- **Task details**: In the listing below, find the line with "per-view-mode control parameters.", then repeat exactly every line from the top through that one.

- **Records shown**:

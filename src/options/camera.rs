use schemars::JsonSchema;
use serde::{Deserialize, Serialize};

#[derive(Debug, Clone, Serialize, Deserialize, PartialEq, JsonSchema)]
#[schemars(title = "Camera", inline)]
#[serde(default)]
/// Camera projection and per-view-mode control parameters.
pub struct CameraOptions {
    /// Vertical field of view in degrees.
    #[schemars(title = "Field of View", range(min = 20.0, max = 110.0), extend("step" = 1.0))]
    pub fovy: f32,
    /// Near clipping plane distance.
    #[schemars(skip)]
    pub znear: f32,
    /// Far clipping plane distance.
    #[schemars(skip)]
    pub zfar: f32,

    /// Horizontal distance of the orbit camera from the board center.
    pub orbit_radius: f32,
    /// Height of the orbit camera above the board center.
    pub orbit_height: f32,
    /// Automatic orbit rate in radians per second.
    #[schemars(title = "Orbit Speed", range(min = 0.0, max = 1.0), extend("step" = 0.01))]
    pub orbit_speed: f32,
    /// Orbit azimuth change per dragged pixel.
    #[schemars(title = "Drag Sensitivity", range(min = 0.001, max = 0.02), extend("step" = 0.001))]
    pub drag_sensitivity: f32,

    /// Eye height above the player's head in first person.
    pub eye_height: f32,
    /// Gameplay speed above which first person tracks the true heading.
    pub speed_threshold: f32,
    /// Per-frame convergence toward the true heading at speed.
    pub fast_convergence: f32,

    /// Height above the player in third person.
    pub third_person_height: f32,
    /// Distance behind the player in third person.
    pub third_person_distance: f32,
    /// Look-at distance ahead of the player in third person.
    pub look_ahead: f32,
    /// Scale on the tick-duration smoothing rate in third person.
    pub third_person_smoothing: f32,

    /// Onboard camera attachment point in drone-local space.
    pub drone_mount_offset: [f32; 3],
    /// Blend of the drone's forward vector toward straight down.
    #[schemars(title = "Drone Tilt", range(min = 0.0, max = 1.0), extend("step" = 0.05))]
    pub drone_tilt_blend: f32,
}

impl Default for CameraOptions {
    fn default() -> Self {
        Self {
            fovy: 60.0,
            znear: 0.1,
            zfar: 1000.0,
            orbit_radius: 60.0,
            orbit_height: 35.0,
            orbit_speed: 0.1,
            drag_sensitivity: 0.005,
            eye_height: 0.6,
            speed_threshold: 8.0,
            fast_convergence: 0.9,
            third_person_height: 6.0,
            third_person_distance: 10.0,
            look_ahead: 8.0,
            third_person_smoothing: 1.0,
            drone_mount_offset: [0.0, -0.4, -0.3],
            drone_tilt_blend: 0.35,
        }
    }
}
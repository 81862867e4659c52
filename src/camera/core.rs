use glam::{Mat4, Vec3};

use crate::options::CameraOptions;
use crate::transform::Transform;

/// Perspective projection parameters.
#[derive(Debug, Clone, Copy, PartialEq)]
pub struct Lens {
    /// Vertical field of view in degrees.
    pub fovy: f32,
    /// Viewport aspect ratio (width / height).
    pub aspect: f32,
    /// Near clipping plane distance.
    pub znear: f32,
    /// Far clipping plane distance.
    pub zfar: f32,
}

impl Lens {
    /// Lens from options for a `width` x `height` viewport.
    #[must_use]
    pub fn new(options: &CameraOptions, width: u32, height: u32) -> Self {
        let mut lens = Self {
            fovy: options.fovy,
            aspect: 1.0,
            znear: options.znear,
            zfar: options.zfar,
        };
        lens.resize(width, height);
        lens
    }

    /// Update the aspect ratio. Zero-sized viewports are ignored.
    pub fn resize(&mut self, width: u32, height: u32) {
        if width > 0 && height > 0 {
            self.aspect = width as f32 / height as f32;
        }
    }

    /// Projection matrix with a [0, 1] depth range.
    #[must_use]
    pub fn projection(&self) -> Mat4 {
        Mat4::perspective_rh(
            self.fovy.to_radians(),
            self.aspect,
            self.znear,
            self.zfar,
        )
    }

    /// Combined view-projection for an observer at `transform`.
    #[must_use]
    pub fn view_projection(&self, transform: &Transform) -> Mat4 {
        let view = Mat4::look_to_rh(
            transform.position,
            transform.forward(),
            transform.orientation * Vec3::Y,
        );
        self.projection() * view
    }
}

#[repr(C)]
#[derive(Debug, Copy, Clone, PartialEq, bytemuck::Pod, bytemuck::Zeroable)]
/// Uniform block handed to the renderer each frame.
pub struct CameraUniform {
    /// Combined view-projection matrix.
    pub view_proj: [[f32; 4]; 4],
    /// Camera world-space position.
    pub position: [f32; 3],
    /// Viewport aspect ratio.
    pub aspect: f32,
    /// Camera forward direction for lighting.
    pub forward: [f32; 3],
    /// Vertical field of view in degrees.
    pub fovy: f32,
    /// Cinematic emphasis in [0, 1] (crash pulse), 0 otherwise.
    pub emphasis: f32,
    /// Padding for GPU alignment.
    pub(crate) _pad: [f32; 3],
}

impl Default for CameraUniform {
    fn default() -> Self {
        Self::new()
    }
}

impl CameraUniform {
    /// Uniform with identity view-projection.
    #[must_use]
    pub fn new() -> Self {
        Self {
            view_proj: Mat4::IDENTITY.to_cols_array_2d(),
            position: [0.0; 3],
            aspect: 1.0,
            forward: [0.0, 0.0, -1.0],
            fovy: 60.0,
            emphasis: 0.0,
            _pad: [0.0; 3],
        }
    }

    /// Refresh from the camera transform, lens and emphasis.
    pub fn update(&mut self, transform: &Transform, lens: &Lens, emphasis: f32) {
        self.view_proj = lens.view_projection(transform).to_cols_array_2d();
        self.position = transform.position.to_array();
        self.aspect = lens.aspect;
        self.forward = transform.forward().to_array();
        self.fovy = lens.fovy;
        self.emphasis = emphasis.clamp(0.0, 1.0);
    }
}

#[cfg(test)]
mod tests {
    use glam::{Quat, Vec4};

    use super::*;

    #[test]
    fn uniform_is_gpu_sized() {
        assert_eq!(size_of::<CameraUniform>(), 112);
        let uniform = CameraUniform::new();
        assert_eq!(bytemuck::bytes_of(&uniform).len(), 112);
    }

    #[test]
    fn resize_updates_aspect_and_ignores_zero() {
        let mut lens = Lens::new(&CameraOptions::default(), 1600, 900);
        assert!((lens.aspect - 16.0 / 9.0).abs() < 1e-6);
        lens.resize(0, 900);
        assert!((lens.aspect - 16.0 / 9.0).abs() < 1e-6);
        lens.resize(800, 800);
        assert_eq!(lens.aspect, 1.0);
    }

    #[test]
    fn point_ahead_projects_to_screen_center() {
        let lens = Lens::new(&CameraOptions::default(), 800, 600);
        let camera = Transform::new(Vec3::new(3.0, 4.0, 5.0), Quat::from_rotation_y(0.7));
        let ahead = camera.point_ahead(10.0);
        let clip = lens.view_projection(&camera) * Vec4::new(ahead.x, ahead.y, ahead.z, 1.0);
        let ndc = clip / clip.w;
        assert!(ndc.x.abs() < 1e-4 && ndc.y.abs() < 1e-4);
        assert!((0.0..=1.0).contains(&ndc.z));
    }
}
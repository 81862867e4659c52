//! Start-time plus duration progress clock shared by timed motions.

use web_time::{Duration, Instant};

use super::easing::EasingFunction;

/// A timed window measured against an explicit start instant.
#[derive(Debug, Clone, Copy, PartialEq, Eq)]
pub struct Tween {
    /// When the window opened.
    pub start: Instant,
    /// Length of the window.
    pub duration: Duration,
}

impl Tween {
    /// Window of `duration` opening at `start`.
    #[must_use]
    pub fn new(start: Instant, duration: Duration) -> Self {
        Self { start, duration }
    }

    /// Time elapsed since the window opened (zero before it opens).
    #[must_use]
    pub fn elapsed(&self, now: Instant) -> Duration {
        now.saturating_duration_since(self.start)
    }

    /// Normalized progress (0.0 to 1.0). Zero-length windows are complete.
    #[must_use]
    pub fn progress(&self, now: Instant) -> f32 {
        progress_of(self.elapsed(now), self.duration)
    }

    /// Progress mapped through an easing curve.
    #[must_use]
    pub fn eased(&self, now: Instant, easing: EasingFunction) -> f32 {
        easing.evaluate(self.progress(now))
    }

    /// Whether the window has fully elapsed.
    #[must_use]
    pub fn is_complete(&self, now: Instant) -> bool {
        self.elapsed(now) >= self.duration
    }
}

/// Ratio of `elapsed` over `duration`, clamped to [0, 1].
#[must_use]
pub fn progress_of(elapsed: Duration, duration: Duration) -> f32 {
    if duration.is_zero() {
        1.0
    } else {
        (elapsed.as_secs_f32() / duration.as_secs_f32()).min(1.0)
    }
}
use glam::Vec3;

/// Which source drives the camera while no transition is active.
#[derive(Debug, Clone, Copy, PartialEq, Eq, Default)]
pub enum ViewMode {
    /// Slow automatic orbit around the board, draggable.
    #[default]
    Orbit,
    /// Eye-level view from the player's head.
    FirstPerson,
    /// Smoothed chase view behind the player.
    ThirdPerson,
    /// Onboard view from drone `n`.
    Drone(usize),
}

/// Active view mode plus the smoothing memory of each mode.
#[derive(Debug, Clone, PartialEq)]
pub struct CameraViewState {
    /// Mode of the most recent controlled frame.
    pub mode: ViewMode,
    /// Mode of the frame before; `None` after an invalidation, which makes
    /// the next frame an entry frame for every mode.
    previous: Option<ViewMode>,
    /// First-person yaw accumulator.
    pub first_person_yaw: f32,
    /// Smoothed third-person eye position.
    pub third_person_position: Vec3,
    /// Smoothed third-person look-at point.
    pub third_person_look_at: Vec3,
    /// Orbit azimuth in radians.
    pub orbit_azimuth: f32,
}

impl Default for CameraViewState {
    fn default() -> Self {
        Self {
            mode: ViewMode::Orbit,
            previous: None,
            first_person_yaw: 0.0,
            third_person_position: Vec3::ZERO,
            third_person_look_at: Vec3::ZERO,
            orbit_azimuth: 0.0,
        }
    }
}

impl CameraViewState {
    /// Switch to `mode` for this frame. Returns `true` on an entry frame,
    /// when the smoothing memory must be reset rather than blended.
    pub fn enter(&mut self, mode: ViewMode) -> bool {
        let entering = self.previous != Some(mode);
        self.previous = Some(mode);
        self.mode = mode;
        entering
    }

    /// Forget the previous mode so the next frame snaps.
    pub fn invalidate(&mut self) {
        self.previous = None;
    }

    /// Whether the next frame will snap regardless of mode.
    #[must_use]
    pub fn is_invalidated(&self) -> bool {
        self.previous.is_none()
    }
}

#[cfg(test)]
mod tests {
    use super::*;

    #[test]
    fn entry_detected_once_per_switch() {
        let mut state = CameraViewState::default();
        assert!(state.enter(ViewMode::Orbit));
        assert!(!state.enter(ViewMode::Orbit));
        assert!(state.enter(ViewMode::FirstPerson));
        assert!(!state.enter(ViewMode::FirstPerson));
        assert!(state.enter(ViewMode::Drone(1)));
        assert!(state.enter(ViewMode::Drone(0)));
    }

    #[test]
    fn invalidate_forces_entry() {
        let mut state = CameraViewState::default();
        let _ = state.enter(ViewMode::ThirdPerson);
        state.invalidate();
        assert!(state.is_invalidated());
        assert!(state.enter(ViewMode::ThirdPerson));
        assert!(!state.is_invalidated());
    }
}
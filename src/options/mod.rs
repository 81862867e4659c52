//! Centralized choreography options with TOML preset support.
//!
//! All tweakable settings (bounds, drone behaviors, failsafe, camera modes,
//! transitions, frame pacing, environment) are consolidated here. Options
//! serialize to/from TOML so a host can ship tuned presets.

mod bounds;
mod camera;
mod drone;
mod transition;

use std::path::Path;

pub use bounds::PlayableBounds;
pub use camera::CameraOptions;
pub use drone::{ActionWeights, DroneOptions, FailsafeOptions};
use schemars::JsonSchema;
use serde::{Deserialize, Serialize};
pub use transition::{EnvironmentOptions, FrameOptions, TransitionOptions};

use crate::error::ChoreoError;

/// Top-level options container. All sub-structs use `#[serde(default)]` so
/// partial TOML files (e.g. only overriding `[drone]`) work correctly.
#[derive(
    Debug, Clone, Serialize, Deserialize, PartialEq, Default, JsonSchema,
)]
#[serde(default)]
pub struct Options {
    /// Region drones and the camera may travel through.
    pub bounds: PlayableBounds,
    /// Drone fleet and action geometry.
    pub drone: DroneOptions,
    /// Stuck detection.
    pub failsafe: FailsafeOptions,
    /// Camera projection and view modes.
    pub camera: CameraOptions,
    /// Lifecycle cinematics.
    pub transition: TransitionOptions,
    /// Adaptive frame pacing.
    pub frame: FrameOptions,
    /// Ambient lighting clock.
    pub environment: EnvironmentOptions,
}

impl Options {
    /// Generate JSON Schema describing the options.
    #[must_use]
    pub fn json_schema() -> schemars::Schema {
        schemars::schema_for!(Options)
    }

    /// Load options from a TOML file. Missing fields use defaults.
    pub fn load(path: &Path) -> Result<Self, ChoreoError> {
        let content = std::fs::read_to_string(path).map_err(ChoreoError::Io)?;
        let options: Self = toml::from_str(&content)
            .map_err(|e| ChoreoError::OptionsParse(e.to_string()))?;
        options.validate()?;
        Ok(options)
    }

    /// Save options to a TOML file (pretty-printed).
    pub fn save(&self, path: &Path) -> Result<(), ChoreoError> {
        let content = toml::to_string_pretty(self)
            .map_err(|e| ChoreoError::OptionsParse(e.to_string()))?;
        if let Some(parent) = path.parent() {
            std::fs::create_dir_all(parent).map_err(ChoreoError::Io)?;
        }
        std::fs::write(path, content).map_err(ChoreoError::Io)
    }

    /// Reject configurations the choreography cannot run with.
    pub fn validate(&self) -> Result<(), ChoreoError> {
        if !self.bounds.is_valid() {
            return Err(ChoreoError::InvalidOptions(
                "playable bounds must have positive extent on every axis"
                    .to_owned(),
            ));
        }
        if self.drone.approach_speed <= 0.0 {
            return Err(ChoreoError::InvalidOptions(format!(
                "drone.approach_speed must be positive, got {}",
                self.drone.approach_speed
            )));
        }
        if self.drone.idle_min_ms > self.drone.idle_max_ms {
            return Err(ChoreoError::InvalidOptions(
                "drone.idle_min_ms exceeds drone.idle_max_ms".to_owned(),
            ));
        }
        if self.failsafe.check_interval_ms == 0 {
            return Err(ChoreoError::InvalidOptions(
                "failsafe.check_interval_ms must be non-zero".to_owned(),
            ));
        }
        if self.frame.active_fps == 0 || self.frame.idle_fps == 0 {
            return Err(ChoreoError::InvalidOptions(
                "frame rates must be non-zero".to_owned(),
            ));
        }
        Ok(())
    }
}
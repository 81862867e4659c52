//! Three-phase crash cinematic: shake, ascend, hold.

use std::f32::consts::TAU;

use glam::{Quat, Vec3};
use web_time::{Duration, Instant};

use crate::host::TransitionEvent;
use crate::options::TransitionOptions;
use crate::transform::Transform;
use crate::util::easing::EasingFunction;
use crate::util::geometry::look_at;
use crate::util::tween::progress_of;

/// Jitter frequencies per axis, in Hz. Incommensurate so the shake never
/// settles into a visible loop.
const JITTER_HZ: Vec3 = Vec3::new(23.0, 29.0, 17.0);

/// Current crash phase.
#[derive(Debug, Clone, Copy, PartialEq, Eq)]
pub enum CrashPhase {
    /// Decaying jitter at the captured pose.
    Shake,
    /// Climb to the overhead vantage.
    Ascending,
    /// Static overhead hold until the game leaves the crashed state.
    Holding,
}

/// One sampled crash frame.
#[derive(Debug, Clone, Copy, PartialEq)]
pub struct CrashFrame {
    /// Camera pose.
    pub transform: Transform,
    /// Visual emphasis in [0, 1].
    pub emphasis: f32,
    /// `CrashAscendComplete` on the frame the ascent finishes.
    pub event: Option<TransitionEvent>,
}

/// Crash cinematic state.
#[derive(Debug, Clone, PartialEq)]
pub struct CrashSequence {
    /// Camera transform captured at the crash.
    pub from: Transform,
    /// Overhead pose the ascent ends on.
    pub vantage: Transform,
    phase: CrashPhase,
    started: Instant,
    shake: Duration,
    ascend: Duration,
    amplitude: f32,
    pulse_hz: f32,
    ascend_reported: bool,
}

impl CrashSequence {
    /// Crash at `site`, starting from camera pose `from`.
    #[must_use]
    pub fn new(
        now: Instant,
        from: Transform,
        site: Vec3,
        options: &TransitionOptions,
    ) -> Self {
        let vantage_position = site + Vec3::Y * options.ascend_height;
        let down = look_at(vantage_position, site).unwrap_or(Quat::IDENTITY);
        Self {
            from,
            vantage: Transform::new(vantage_position, down),
            phase: CrashPhase::Shake,
            started: now,
            shake: Duration::from_millis(options.crash_shake_ms),
            ascend: Duration::from_millis(options.crash_ascend_ms),
            amplitude: options.shake_amplitude,
            pulse_hz: options.emphasis_pulse_hz,
            ascend_reported: false,
        }
    }

    /// Current phase.
    #[must_use]
    pub fn phase(&self) -> CrashPhase {
        self.phase
    }

    /// Advance to `now`. The ascend-complete event is returned at most
    /// once per sequence.
    pub fn sample(&mut self, now: Instant) -> CrashFrame {
        let elapsed = now.saturating_duration_since(self.started);
        if elapsed < self.shake {
            return self.shake_frame(elapsed);
        }
        self.phase = CrashPhase::Ascending;

        let t = progress_of(elapsed - self.shake, self.ascend);
        if t < 1.0 {
            let eased = EasingFunction::CubicOut.evaluate(t);
            return CrashFrame {
                transform: self.from.interpolate(&self.vantage, eased),
                emphasis: 0.0,
                event: None,
            };
        }

        self.phase = CrashPhase::Holding;
        let event = if self.ascend_reported {
            None
        } else {
            self.ascend_reported = true;
            log::info!("crash camera reached overhead vantage");
            Some(TransitionEvent::CrashAscendComplete)
        };
        CrashFrame {
            transform: self.vantage,
            emphasis: 0.0,
            event,
        }
    }

    fn shake_frame(&self, elapsed: Duration) -> CrashFrame {
        let secs = elapsed.as_secs_f32();
        let decay = 1.0 - progress_of(elapsed, self.shake);
        let wave = (JITTER_HZ * (TAU * secs)).to_array().map(f32::sin);
        let jitter = Vec3::from_array(wave) * (self.amplitude * decay);
        let pulse = 0.5 + 0.5 * (TAU * self.pulse_hz * secs).cos();
        CrashFrame {
            transform: Transform::new(self.from.position + jitter, self.from.orientation),
            emphasis: pulse * decay,
            event: None,
        }
    }
}

#[cfg(test)]
mod tests {
    use super::*;

    fn sequence(now: Instant) -> CrashSequence {
        CrashSequence::new(
            now,
            Transform::new(Vec3::new(0.0, 8.0, 10.0), Quat::from_rotation_y(0.4)),
            Vec3::new(2.0, 0.5, -3.0),
            &TransitionOptions::default(),
        )
    }

    #[test]
    fn shake_holds_orientation_and_pulses() {
        let t0 = Instant::now();
        let mut crash = sequence(t0);
        let opts = TransitionOptions::default();
        for ms in (0..1500).step_by(50) {
            let frame = crash.sample(t0 + Duration::from_millis(ms));
            assert_eq!(crash.phase(), CrashPhase::Shake);
            assert_eq!(frame.transform.orientation, crash.from.orientation);
            assert!((frame.transform.position - crash.from.position).length() <= opts.shake_amplitude * 1.8);
            assert!((0.0..=1.0).contains(&frame.emphasis));
            assert!(frame.event.is_none());
        }
        assert_eq!(crash.sample(t0).emphasis, 1.0);
    }

    #[test]
    fn ascend_complete_fires_exactly_once() {
        let t0 = Instant::now();
        let mut crash = sequence(t0);
        let mut events = 0;
        for ms in (0..8000).step_by(16) {
            if crash.sample(t0 + Duration::from_millis(ms)).event.is_some() {
                events += 1;
            }
        }
        // Re-evaluating the completed state never re-fires
        for _ in 0..5 {
            assert!(crash.sample(t0 + Duration::from_millis(9000)).event.is_none());
        }
        assert_eq!(events, 1);
        assert_eq!(crash.phase(), CrashPhase::Holding);
    }

    #[test]
    fn ascends_to_overhead_vantage() {
        let t0 = Instant::now();
        let mut crash = sequence(t0);
        let mid = crash.sample(t0 + Duration::from_millis(2500));
        assert_eq!(crash.phase(), CrashPhase::Ascending);
        assert!(mid.transform.position.y > crash.from.position.y);

        let held = crash.sample(t0 + Duration::from_millis(3500));
        assert_eq!(held.transform, crash.vantage);
        assert!(held.transform.forward().dot(Vec3::NEG_Y) > 0.999);
        assert!((held.transform.position.y - 25.5).abs() < 1e-4);
    }
}
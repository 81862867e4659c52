//! Game-over pan back to the orbit vantage.

use web_time::{Duration, Instant};

use crate::transform::Transform;
use crate::util::easing::EasingFunction;
use crate::util::tween::Tween;

/// Pan from the last camera pose to the orbit's starting vantage.
#[derive(Debug, Clone, PartialEq)]
pub struct GameOverPan {
    /// Camera transform captured at game over.
    pub from: Transform,
    /// Orbit pose at the configured start azimuth.
    pub to: Transform,
    /// Orbit azimuth `to` corresponds to.
    pub azimuth: f32,
    tween: Tween,
}

impl GameOverPan {
    /// Pan over `duration` starting at `now`.
    #[must_use]
    pub fn new(
        now: Instant,
        from: Transform,
        to: Transform,
        azimuth: f32,
        duration: Duration,
    ) -> Self {
        Self {
            from,
            to,
            azimuth,
            tween: Tween::new(now, duration),
        }
    }

    /// Pose at `now` and whether the pan has arrived.
    #[must_use]
    pub fn sample(&self, now: Instant) -> (Transform, bool) {
        let eased = self.tween.eased(now, EasingFunction::CubicInOut);
        (self.from.interpolate(&self.to, eased), self.tween.is_complete(now))
    }
}

#[cfg(test)]
mod tests {
    use glam::{Quat, Vec3};

    use super::*;

    #[test]
    fn eases_to_orbit_start() {
        let t0 = Instant::now();
        let pan = GameOverPan::new(
            t0,
            Transform::new(Vec3::new(2.0, 1.0, 2.0), Quat::IDENTITY),
            Transform::new(Vec3::new(60.0, 35.0, 0.0), Quat::from_rotation_y(1.0)),
            0.0,
            Duration::from_millis(2000),
        );
        let (early, done) = pan.sample(t0 + Duration::from_millis(200));
        assert!(!done);
        let linear = pan.from.position.lerp(pan.to.position, 0.1);
        // Cubic ease-in starts slower than linear
        assert!(early.position.distance(pan.from.position) < linear.distance(pan.from.position));

        let (end, done) = pan.sample(t0 + Duration::from_millis(2000));
        assert!(done);
        assert!((end.position - pan.to.position).length() < 1e-5);
    }
}
use schemars::JsonSchema;
use serde::{Deserialize, Serialize};

/// Base selection weight of each drone action before availability is
/// applied. A zero weight disables the action outright.
#[derive(Debug, Clone, Serialize, Deserialize, PartialEq, JsonSchema)]
#[schemars(title = "Action Weights", inline)]
#[serde(default)]
pub struct ActionWeights {
    /// Hold in place.
    pub idle: f32,
    /// Fly to a random waypoint.
    pub moving: f32,
    /// Traverse a lane along one of the arena walls.
    pub wall_run: f32,
    /// Orbit a banner.
    pub banner_orbit: f32,
    /// Orbit the player's head.
    pub snake_orbit: f32,
    /// Spin in place.
    pub rotate: f32,
    /// Dolly toward the billboard.
    pub billboard_approach: f32,
    /// Climb, pan and dive.
    pub panoramic_dive: f32,
}

impl Default for ActionWeights {
    fn default() -> Self {
        Self {
            idle: 1.0,
            moving: 1.0,
            wall_run: 2.0,
            banner_orbit: 1.5,
            snake_orbit: 1.5,
            rotate: 0.8,
            billboard_approach: 1.0,
            panoramic_dive: 0.6,
        }
    }
}

/// Drone fleet size, flight speed and per-action geometry.
#[derive(Debug, Clone, Serialize, Deserialize, PartialEq, JsonSchema)]
#[schemars(title = "Drones", inline)]
#[serde(default)]
pub struct DroneOptions {
    /// Number of roaming drones.
    #[schemars(title = "Drone Count", range(min = 0, max = 8))]
    pub count: usize,
    /// Cruise speed during the approach phase, in units per second.
    #[schemars(title = "Approach Speed", range(min = 0.5, max = 30.0), extend("step" = 0.5))]
    pub approach_speed: f32,
    /// Upper limit of the vertical bump added to approach paths.
    pub max_arc_height: f32,
    /// Selection weights.
    pub weights: ActionWeights,

    /// Shortest idle hold.
    pub idle_min_ms: u64,
    /// Longest idle hold.
    pub idle_max_ms: u64,
    /// Hover after a waypoint move.
    pub moving_hover_ms: u64,

    /// Full lane traversal time.
    pub wall_run_ms: u64,
    /// Lane distance inside the wall.
    pub wall_offset: f32,
    /// Lane altitude.
    pub wall_altitude: f32,
    /// Probability of running the lane in its forward direction.
    pub wall_forward_chance: f64,
    /// Lateral bobble amplitude.
    pub bobble_amplitude: f32,
    /// Lateral bobble frequency.
    pub bobble_frequency_hz: f32,

    /// Distance from the banner anchor while orbiting.
    pub banner_orbit_radius: f32,
    /// Banner orbit duration.
    pub banner_orbit_ms: u64,
    /// Largest swept arc around a banner.
    pub banner_max_arc_deg: f32,

    /// Distance from the player's head while orbiting it.
    pub snake_orbit_radius: f32,
    /// Height above the player's head while orbiting it.
    pub snake_orbit_height: f32,
    /// Player orbit duration.
    pub snake_orbit_ms: u64,

    /// Spin time per degree of rotation.
    pub rotate_ms_per_degree: f32,

    /// Cruise start distance from the billboard face.
    pub billboard_far: f32,
    /// Cruise end distance from the billboard face.
    pub billboard_near: f32,
    /// Billboard dolly duration.
    pub billboard_cruise_ms: u64,

    /// Altitude of the panorama vantage.
    pub panorama_altitude: f32,
    /// Downward tilt reached before the panorama pan.
    pub panorama_tilt_deg: f32,
    /// Altitude at the bottom of a dive.
    pub dive_floor_altitude: f32,
}

impl Default for DroneOptions {
    fn default() -> Self {
        Self {
            count: 2,
            approach_speed: 3.0,
            max_arc_height: 4.0,
            weights: ActionWeights::default(),
            idle_min_ms: 2000,
            idle_max_ms: 4000,
            moving_hover_ms: 1000,
            wall_run_ms: 30_000,
            wall_offset: 6.0,
            wall_altitude: 12.0,
            wall_forward_chance: 0.8,
            bobble_amplitude: 1.5,
            bobble_frequency_hz: 0.25,
            banner_orbit_radius: 12.0,
            banner_orbit_ms: 9000,
            banner_max_arc_deg: 120.0,
            snake_orbit_radius: 10.0,
            snake_orbit_height: 6.0,
            snake_orbit_ms: 12_000,
            rotate_ms_per_degree: 16.0,
            billboard_far: 30.0,
            billboard_near: 12.0,
            billboard_cruise_ms: 8000,
            panorama_altitude: 45.0,
            panorama_tilt_deg: 35.0,
            dive_floor_altitude: 6.0,
        }
    }
}

/// Stuck-detection cadence and thresholds.
#[derive(Debug, Clone, Serialize, Deserialize, PartialEq, JsonSchema)]
#[schemars(title = "Failsafe", inline)]
#[serde(default)]
pub struct FailsafeOptions {
    /// Time between progress checks.
    pub check_interval_ms: u64,
    /// Displacement below which a check counts as no progress.
    pub epsilon: f32,
    /// Accumulated no-progress time that triggers a hard reset.
    pub stuck_threshold_ms: u64,
}

impl Default for FailsafeOptions {
    fn default() -> Self {
        Self {
            check_interval_ms: 2500,
            epsilon: 0.2,
            stuck_threshold_ms: 7500,
        }
    }
}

- **Reply**:
filename src/options/camera.rs
use schemars::JsonSchema;
use serde::{Deserialize, Serialize};

#[derive(Debug, Clone, Serialize, Deserialize, PartialEq, JsonSchema)]
#[schemars(title = "Camera", inline)]
#[serde(default)]
/// Camera projection and per-view-mode control parameters.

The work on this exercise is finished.